Jimmy looked at his brother with some scepticism while Eddie looked irritated.
‘No. Besides, your mam’s got a shop, hasn’t she? So say you’re in “Provisions”. I’ll say “Finance” – Mam lends money. That’s if they ask and I don’t know why they should: what does it matter what kind of jobs we’ve got?’ Eddie replied confidently.

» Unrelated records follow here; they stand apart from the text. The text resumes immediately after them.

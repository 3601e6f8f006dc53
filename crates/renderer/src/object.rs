//! Drawable spheres: mesh, transform, lighting coefficients and a pick id.

use crate::geometry::{SphereGeometry, DEFAULT_ORDER};
use crate::mesh::{Gradient, SphereMesh};
use crate::picking::PickId;
use crate::renderer::DrawContext;
use bytemuck::{Pod, Zeroable};
use engine_core::Transform;
use glam::{Mat4, Vec3};
use std::sync::Arc;

/// Phong coefficients for one object.
#[derive(Debug, Clone, Copy, PartialEq)]
pub struct Lighting {
    pub ambient: f32,
    pub diffuse: f32,
    pub specular: f32,
}

impl Default for Lighting {
    fn default() -> Self {
        Self {
            ambient: 0.3,
            diffuse: 0.5,
            specular: 0.5,
        }
    }
}

/// Construction parameters for a [`SphereObject`].
#[derive(Debug, Clone, Copy)]
pub struct SphereDesc {
    pub order: u32,
    pub centre: Vec3,
    pub radius: f32,
    pub gradient: Gradient,
    pub lighting: Lighting,
    pub pick_id: PickId,
}

impl Default for SphereDesc {
    fn default() -> Self {
        Self {
            order: DEFAULT_ORDER,
            centre: Vec3::ZERO,
            radius: 1.0,
            gradient: Gradient::default(),
            lighting: Lighting::default(),
            pick_id: PickId::BACKGROUND,
        }
    }
}

/// Object uniform (must match `ObjectUniform` in the sphere shaders).
#[repr(C)]
#[derive(Debug, Clone, Copy, Pod, Zeroable)]
pub struct ObjectUniform {
    pub model_matrix: [[f32; 4]; 4],
    pub single_colour: [f32; 4],
    pub light_ambient: f32,
    pub light_diffuse: f32,
    pub light_specular: f32,
    pub _pad: f32,
}

/// A gradient-coloured sphere placed in the world.
#[derive(Debug, Clone)]
pub struct SphereObject {
    mesh: SphereMesh,
    transform: Transform,
    model: Mat4,
    lighting: Lighting,
    pick_id: PickId,
}

impl SphereObject {
    /// Build a sphere with its own freshly subdivided geometry.
    pub fn new(desc: SphereDesc) -> Self {
        Self::with_geometry(Arc::new(SphereGeometry::generate(desc.order)), desc)
    }

    /// Build a sphere on shared geometry; `desc.order` is ignored.
    pub fn with_geometry(geometry: Arc<SphereGeometry>, desc: SphereDesc) -> Self {
        let transform = Transform::from_radius(desc.centre, desc.radius);
        Self {
            mesh: SphereMesh::new(geometry, desc.gradient),
            model: transform.to_matrix(),
            transform,
            lighting: desc.lighting,
            pick_id: desc.pick_id,
        }
    }

    pub fn mesh(&self) -> &SphereMesh {
        &self.mesh
    }

    pub fn transform(&self) -> &Transform {
        &self.transform
    }

    /// Mutable transform. Call [`SphereObject::recompute_model`] once done editing.
    pub fn transform_mut(&mut self) -> &mut Transform {
        &mut self.transform
    }

    pub fn model_matrix(&self) -> Mat4 {
        self.model
    }

    pub fn lighting(&self) -> Lighting {
        self.lighting
    }

    pub fn pick_id(&self) -> PickId {
        self.pick_id
    }

    /// Rebuild the model matrix from the current transform.
    pub fn recompute_model(&mut self) {
        self.model = self.transform.to_matrix();
    }

    /// Sit on the surface of a sphere of radius `surface_radius` at the origin,
    /// pole pointing outward along `direction`.
    pub fn place_on_surface(&mut self, direction: Vec3, surface_radius: f32) {
        let direction = direction.try_normalize().unwrap_or(engine_core::transform::POLE);
        self.transform.translation = direction * surface_radius;
        self.transform.orient_pole_to(direction);
        self.recompute_model();
    }

    pub fn uniform(&self) -> ObjectUniform {
        ObjectUniform {
            model_matrix: self.model.to_cols_array_2d(),
            single_colour: self.pick_id.colour(),
            light_ambient: self.lighting.ambient,
            light_diffuse: self.lighting.diffuse,
            light_specular: self.lighting.specular,
            _pad: 0.0,
        }
    }

    /// Record this sphere's draw into the active pass.
    pub fn draw(&self, ctx: &mut DrawContext<'_, '_>) {
        ctx.draw_sphere(self);
    }
}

The crowd packed into the drill hall where some officers in uniform stood on the platform. It was so crowded that the overflow spilled over into a basement. The Earl of Derby addressed the crowd, thanking them all for coming and responding so enthusiastically to the call. He gave a short speech about the honour and the spirit of Liverpool, which brought resounding cheers; along with all the rest, Eddie and the twins shouted themselves almost hoarse as they threw their caps in the air. Then they were directed to tables for attestation.